I never aced an audition, because I didn’t have the confidence to do it my way. I’d take the easy route. I didn’t have the confidence to try things in college or get more involved, because I just might fail if I got that far.
I never submitted my manuscript because someone might just turn it down.
KaBoom! Hit with the grenade of truth!
If you don’t have confidence in yourself, well you’re hiding your muffin top. How can you be a successful writer if you won’t let someone read your work? Guess what. I got shot down, over and over and over again. It hurt. When someone tells you, “This is so bad I wouldn’t even consider it if came across my desk,” you tend to shed a few tears. Or, “If I buy you a box of commas will you use them?” (This is classic. This was a contest and those two comments paired with someone who gave me no comments and a very high score. Helpful, huh?) This tends to make you hide your muffin top under layers and layers of rewrites.
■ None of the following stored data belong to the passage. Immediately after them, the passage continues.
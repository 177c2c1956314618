//! Builder utilities for configuring [`Network`] instances.
//!
//! Exposes the random seed and the link policy applied when a network is
//! resized.

use crate::{
    network::Network,
    random::{DEFAULT_SEED, RandomSource, SeededRandom},
};

/// Determines what [`Network::resize`] does with existing links.
///
/// Node values are always redrawn on resize; links are the only state that
/// can outlive a size change.
///
/// # Examples
/// ```
/// use netsim_core::ResizePolicy;
///
/// assert_eq!(ResizePolicy::default(), ResizePolicy::PruneOutOfRange);
/// ```
#[derive(Debug, Clone, Copy, Default, PartialEq, Eq)]
pub enum ResizePolicy {
    /// Keep links whose endpoints both survive the resize and drop the rest.
    /// Growing the network leaves every link in place.
    #[default]
    PruneOutOfRange,
    /// Remove every link whenever the network is resized.
    ClearLinks,
}

/// Configures and constructs [`Network`] instances.
///
/// # Examples
/// ```
/// use netsim_core::{NetworkBuilder, ResizePolicy};
///
/// let network = NetworkBuilder::new()
///     .with_seed(42)
///     .with_resize_policy(ResizePolicy::ClearLinks)
///     .build();
/// assert_eq!(network.size(), 0);
/// assert_eq!(network.resize_policy(), ResizePolicy::ClearLinks);
/// assert_eq!(network.random_source().seed(), 42);
/// ```
#[derive(Debug, Clone)]
pub struct NetworkBuilder {
    seed: u64,
    resize_policy: ResizePolicy,
}

impl Default for NetworkBuilder {
    fn default() -> Self {
        Self {
            seed: DEFAULT_SEED,
            resize_policy: ResizePolicy::default(),
        }
    }
}

impl NetworkBuilder {
    /// Creates a builder populated with default parameters.
    #[must_use]
    pub fn new() -> Self {
        Self::default()
    }

    /// Overrides the seed handed to the default [`SeededRandom`] source.
    ///
    /// Ignored by [`NetworkBuilder::build_with`], which takes its source
    /// as given.
    #[must_use]
    pub fn with_seed(mut self, seed: u64) -> Self {
        self.seed = seed;
        self
    }

    /// Returns the configured seed.
    #[must_use]
    pub fn seed(&self) -> u64 {
        self.seed
    }

    /// Sets the link policy applied by [`Network::resize`].
    #[must_use]
    pub fn with_resize_policy(mut self, policy: ResizePolicy) -> Self {
        self.resize_policy = policy;
        self
    }

    /// Returns the configured resize policy.
    #[must_use]
    pub fn resize_policy(&self) -> ResizePolicy {
        self.resize_policy
    }

    /// Constructs an empty network drawing from a [`SeededRandom`] source.
    #[must_use]
    pub fn build(self) -> Network<SeededRandom> {
        let random = SeededRandom::new(self.seed);
        self.build_with(random)
    }

    /// Constructs an empty network drawing from the supplied source.
    ///
    /// # Examples
    /// ```
    /// use netsim_core::{NetworkBuilder, SeededRandom};
    ///
    /// let mut network = NetworkBuilder::new().build_with(SeededRandom::new(3));
    /// network.resize(4)?;
    /// assert_eq!(network.size(), 4);
    /// # Ok::<(), netsim_core::NetworkError>(())
    /// ```
    #[must_use]
    pub fn build_with<R: RandomSource>(self, random: R) -> Network<R> {
        Network::from_parts(random, self.resize_policy)
    }
}
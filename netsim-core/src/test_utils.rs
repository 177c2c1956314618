//! Shared test utilities for `netsim-core`.

use netsim_test_support::{ci::property_test_profile::ProptestRunProfile, random::DrawScript};
use proptest::test_runner::Config as ProptestConfig;

use crate::{error::RandomError, random::RandomSource};

/// Builds a standard proptest configuration from the shared CI profile.
#[must_use]
pub(crate) fn suite_proptest_config(default_cases: u32) -> ProptestConfig {
    let profile = ProptestRunProfile::load(default_cases, false);
    ProptestConfig {
        cases: profile.cases(),
        fork: profile.fork(),
        ..ProptestConfig::default()
    }
}

/// [`RandomSource`] that replays a [`DrawScript`].
///
/// A spent Poisson failure budget surfaces as [`RandomError::InvalidMean`].
#[derive(Clone, Debug, Default)]
pub(crate) struct ScriptedRandom(DrawScript);

impl ScriptedRandom {
    #[must_use]
    pub(crate) fn script(&self) -> &DrawScript {
        &self.0
    }
}

impl From<DrawScript> for ScriptedRandom {
    fn from(script: DrawScript) -> Self {
        Self(script)
    }
}

impl RandomSource for ScriptedRandom {
    fn normal(&mut self, count: usize, _mean: f64, _stddev: f64) -> Result<Vec<f64>, RandomError> {
        Ok(self.0.next_normals(count))
    }

    fn poisson(&mut self, mean: f64) -> Result<usize, RandomError> {
        self.0
            .next_poisson()
            .ok_or(RandomError::InvalidMean { mean })
    }

    fn uniform_int(
        &mut self,
        count: usize,
        low: usize,
        high: usize,
    ) -> Result<Vec<usize>, RandomError> {
        if low > high {
            return Err(RandomError::InvalidRange { low, high });
        }
        Ok(self.0.next_uniform(count, low))
    }
}

/// [`RandomSource`] that hands back half the requested normal samples.
#[derive(Clone, Copy, Debug, Default)]
pub(crate) struct ShortCountRandom;

impl RandomSource for ShortCountRandom {
    fn normal(&mut self, count: usize, mean: f64, _stddev: f64) -> Result<Vec<f64>, RandomError> {
        Ok(vec![mean; count / 2])
    }

    fn poisson(&mut self, _mean: f64) -> Result<usize, RandomError> {
        Ok(0)
    }

    fn uniform_int(
        &mut self,
        count: usize,
        low: usize,
        _high: usize,
    ) -> Result<Vec<usize>, RandomError> {
        Ok(vec![low; count])
    }
}

/// [`RandomSource`] that refuses every request.
#[derive(Clone, Copy, Debug, Default)]
pub(crate) struct FailingRandom;

impl RandomSource for FailingRandom {
    fn normal(&mut self, _count: usize, _mean: f64, stddev: f64) -> Result<Vec<f64>, RandomError> {
        Err(RandomError::InvalidStdDev { stddev })
    }

    fn poisson(&mut self, mean: f64) -> Result<usize, RandomError> {
        Err(RandomError::InvalidMean { mean })
    }

    fn uniform_int(
        &mut self,
        _count: usize,
        low: usize,
        high: usize,
    ) -> Result<Vec<usize>, RandomError> {
        Err(RandomError::InvalidRange { low, high })
    }
}
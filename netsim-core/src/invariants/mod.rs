//! Structural invariant checks for the network link relation.
//!
//! The checkers are surfaced via [`crate::Network::invariants`] so tests can
//! assert link health after any sequence of operations without walking the
//! adjacency themselves.

mod checks;

#[cfg(test)]
mod tests;

use thiserror::Error;

use crate::network::LinkTable;

use self::checks::{check_in_range, check_no_self_loops, check_symmetry};

/// Enumerates the structural invariants of the link relation.
#[derive(Clone, Copy, Debug, Eq, PartialEq)]
pub enum NetworkInvariant {
    /// Every stored `(a, b)` entry has a matching `(b, a)` entry.
    Symmetry,
    /// No node is linked to itself.
    NoSelfLoops,
    /// Every link endpoint is a valid node index.
    InRange,
}

impl NetworkInvariant {
    /// Returns all invariants in the order they should be evaluated.
    #[must_use]
    pub const fn all() -> [Self; 3] {
        [Self::InRange, Self::NoSelfLoops, Self::Symmetry]
    }
}

/// Reports an invariant violation surfaced by [`NetworkInvariantChecker`].
#[derive(Clone, Debug, Error, Eq, PartialEq)]
pub enum NetworkInvariantViolation {
    /// A directed entry lacks its reverse entry.
    #[error("node {origin} links to {target}, but {target} does not link back")]
    MissingBacklink {
        /// Node holding the one-sided entry.
        origin: usize,
        /// Node missing the reverse entry.
        target: usize,
    },
    /// A node lists itself as a neighbour.
    #[error("node {node} is linked to itself")]
    SelfLoop {
        /// The self-linked node.
        node: usize,
    },
    /// A link references an index at or beyond the node count.
    #[error("link ({origin}, {target}) references a node outside 0..{node_count}")]
    OutOfRange {
        /// Source of the offending entry.
        origin: usize,
        /// Target of the offending entry.
        target: usize,
        /// Node count the link was checked against.
        node_count: usize,
    },
}

/// Runs structural invariant checks against a network's links.
#[derive(Clone, Copy, Debug)]
pub struct NetworkInvariantChecker<'net> {
    links: &'net LinkTable,
    node_count: usize,
}

impl<'net> NetworkInvariantChecker<'net> {
    pub(crate) fn new(links: &'net LinkTable, node_count: usize) -> Self {
        Self { links, node_count }
    }

    /// Runs all invariants, returning the first violation encountered.
    ///
    /// # Errors
    /// Returns the first [`NetworkInvariantViolation`] found.
    pub fn check_all(&self) -> Result<(), NetworkInvariantViolation> {
        self.check_many(NetworkInvariant::all())
    }

    /// Runs a custom subset of invariants in the provided order.
    ///
    /// # Errors
    /// Returns the first [`NetworkInvariantViolation`] found.
    pub fn check_many(
        &self,
        invariants: impl IntoIterator<Item = NetworkInvariant>,
    ) -> Result<(), NetworkInvariantViolation> {
        self.run_with_mode(invariants, EvaluationMode::FailFast)
    }

    /// Runs a single invariant.
    ///
    /// # Errors
    /// Returns the first [`NetworkInvariantViolation`] found.
    pub fn check(&self, invariant: NetworkInvariant) -> Result<(), NetworkInvariantViolation> {
        self.check_many([invariant])
    }

    /// Runs the symmetry invariant directly.
    ///
    /// # Errors
    /// Returns [`NetworkInvariantViolation::MissingBacklink`] on failure.
    pub fn symmetry(&self) -> Result<(), NetworkInvariantViolation> {
        self.check(NetworkInvariant::Symmetry)
    }

    /// Runs the self-loop invariant directly.
    ///
    /// # Errors
    /// Returns [`NetworkInvariantViolation::SelfLoop`] on failure.
    pub fn no_self_loops(&self) -> Result<(), NetworkInvariantViolation> {
        self.check(NetworkInvariant::NoSelfLoops)
    }

    /// Runs the index-range invariant directly.
    ///
    /// # Errors
    /// Returns [`NetworkInvariantViolation::OutOfRange`] on failure.
    pub fn in_range(&self) -> Result<(), NetworkInvariantViolation> {
        self.check(NetworkInvariant::InRange)
    }

    /// Executes every invariant and returns the full set of violations.
    #[must_use]
    pub fn collect_all(&self) -> Vec<NetworkInvariantViolation> {
        self.collect_many(NetworkInvariant::all())
    }

    /// Executes the selected invariants and returns every violation discovered.
    #[must_use]
    pub fn collect_many(
        &self,
        invariants: impl IntoIterator<Item = NetworkInvariant>,
    ) -> Vec<NetworkInvariantViolation> {
        let mut violations = Vec::new();
        // Collect mode records instead of failing, so the result is always Ok.
        let _ = self.run_with_mode(invariants, EvaluationMode::Collect(&mut violations));
        violations
    }

    fn run_with_mode(
        &self,
        invariants: impl IntoIterator<Item = NetworkInvariant>,
        mut mode: EvaluationMode<'_>,
    ) -> Result<(), NetworkInvariantViolation> {
        let ctx = LinkContext {
            links: self.links,
            node_count: self.node_count,
        };
        for invariant in invariants {
            dispatch(ctx, invariant, &mut mode)?;
        }
        Ok(())
    }
}

fn dispatch(
    ctx: LinkContext<'_>,
    invariant: NetworkInvariant,
    mode: &mut EvaluationMode<'_>,
) -> Result<(), NetworkInvariantViolation> {
    match invariant {
        NetworkInvariant::Symmetry => check_symmetry(ctx, mode),
        NetworkInvariant::NoSelfLoops => check_no_self_loops(ctx, mode),
        NetworkInvariant::InRange => check_in_range(ctx, mode),
    }
}

#[derive(Clone, Copy)]
pub(super) struct LinkContext<'a> {
    links: &'a LinkTable,
    node_count: usize,
}

pub(super) enum EvaluationMode<'a> {
    FailFast,
    Collect(&'a mut Vec<NetworkInvariantViolation>),
}

impl EvaluationMode<'_> {
    fn record(
        &mut self,
        violation: NetworkInvariantViolation,
    ) -> Result<(), NetworkInvariantViolation> {
        match self {
            Self::FailFast => Err(violation),
            Self::Collect(sink) => {
                sink.push(violation);
                Ok(())
            }
        }
    }
}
Then one day you decide you’re worthy of the tighter shirt. You have nothing to hide. You attend a local RWA meeting. You get a critique partner, actually two and one happens to be a retired language arts teacher. You learn that you use and a awful lot. You begin to understand that you shift POV much too often. When a critique partner says, “This isn’t making sense to me,” you realize that you haven’t looked at that story. You hid it, because you didn’t want to show it to the world yet. You have to revise.
Once you expose that muffin top, you don’t care who is looking. You push your shoulders back and walk with your chin high. Then you begin to feel the power. That first person asks for a partial manuscript, which leads to a full. You have Beta readers who come back and ask for more. The book becomes reality and people come to you crying because what you wrote moved them so deeply and changed their lives. You become someone asked to attend signings, be on committees, and the glorious part – you’re asked to write more books.
Suddenly you realize you’re showing off your muffin top in a bikini! You’re totally exposed! But your head is high, shoulders pushed back, and you’re feeling that self confidence like you never have before.
So I wonder, who will those girls who bare their muffin tops become? Will they take over the world someday in their tight shirts? Perhaps. Until then, I’ll hide my literal muffin top under a peasant shirt, but keep my chin high, shoulders back, and I’ll keep writing because that’s what I love to do!